All lines in the data below carrying the string "zero" are to be located and copied.

◆ ◆ ◆ ◆

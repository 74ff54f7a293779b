//! Shake-alert configuration parameters
//!
//! Named constants for the detector and dispatcher, plus the
//! [`ShakeConfig`] bundle built from them at startup.  The values are fixed
//! for the lifetime of a service instance; nothing here is tuned at runtime.

use serde::{Deserialize, Serialize};

use crate::app::ports::ConfigError;

/// Force (sum of absolute axis readings, in g) a sample must exceed to count
/// as a shake.
pub const THRESHOLD: f32 = 5.0;

/// Minimum time between two accepted shakes, in milliseconds.
pub const TIMEOUT_MS: u64 = 1000;

/// Accelerometer update interval requested on subscribe.
pub const SAMPLE_INTERVAL_MS: u32 = 100;

/// Fixed alert text sent to the emergency contact.
pub const ALERT_MESSAGE: &str = "Emergency! I need help.";

/// Storage namespace for everything this crate persists.
pub const STORAGE_NAMESPACE: &str = "shakealert";

/// Storage slot holding the emergency number.
pub const EMERGENCY_NUMBER_KEY: &str = "numeroEmergencia";

/// Deep-link prefix of the fallback messaging application.
pub const MESSAGING_APP_URL: &str = "whatsapp://send";

/// What to do when the SMS channel cannot deliver.
#[derive(Debug, Clone, Copy, PartialEq, Eq, Default, Serialize, Deserialize)]
#[serde(rename_all = "snake_case")]
pub enum FallbackPolicy {
    /// Open the messaging app pre-filled with number and alert text.
    #[default]
    MessagingApp,
    /// Report failure straight away.
    Disabled,
}

/// Core shake-alert configuration
#[derive(Debug, Clone, PartialEq, Serialize, Deserialize)]
#[serde(default)]
pub struct ShakeConfig {
    // --- Detection ---
    /// Force threshold in g (exclusive)
    pub threshold_g: f32,
    /// Debounce window between accepted shakes (milliseconds)
    pub cooldown_ms: u64,
    /// Requested accelerometer update interval (milliseconds)
    pub sample_interval_ms: u32,

    // --- Dispatch ---
    /// Alert text sent over every channel
    pub alert_message: String,
    /// Behaviour after the SMS channel fails
    pub fallback: FallbackPolicy,
}

impl Default for ShakeConfig {
    fn default() -> Self {
        Self {
            threshold_g: THRESHOLD,
            cooldown_ms: TIMEOUT_MS,
            sample_interval_ms: SAMPLE_INTERVAL_MS, // 10 Hz

            alert_message: ALERT_MESSAGE.to_owned(),
            fallback: FallbackPolicy::MessagingApp,
        }
    }
}

impl ShakeConfig {
    /// Reject values that would disable or break detection.
    pub fn validate(&self) -> Result<(), ConfigError> {
        if !self.threshold_g.is_finite() || self.threshold_g <= 0.0 {
            return Err(ConfigError::ValidationFailed(
                "threshold_g must be a positive finite number",
            ));
        }
        if self.cooldown_ms == 0 {
            return Err(ConfigError::ValidationFailed("cooldown_ms must be non-zero"));
        }
        if self.sample_interval_ms == 0 {
            return Err(ConfigError::ValidationFailed(
                "sample_interval_ms must be non-zero",
            ));
        }
        if self.alert_message.trim().is_empty() {
            return Err(ConfigError::ValidationFailed("alert_message must not be empty"));
        }
        Ok(())
    }

    /// Parse and validate a JSON document.  Missing fields take defaults.
    pub fn from_json(text: &str) -> Result<Self, ConfigError> {
        let config: Self = serde_json::from_str(text).map_err(|_| ConfigError::Corrupted)?;
        config.validate()?;
        Ok(config)
    }
}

◆ ◆ ◆ ◆

Answer to this problem:
            return Err(ConfigError::ValidationFailed("cooldown_ms must be non-zero"));
                "sample_interval_ms must be non-zero",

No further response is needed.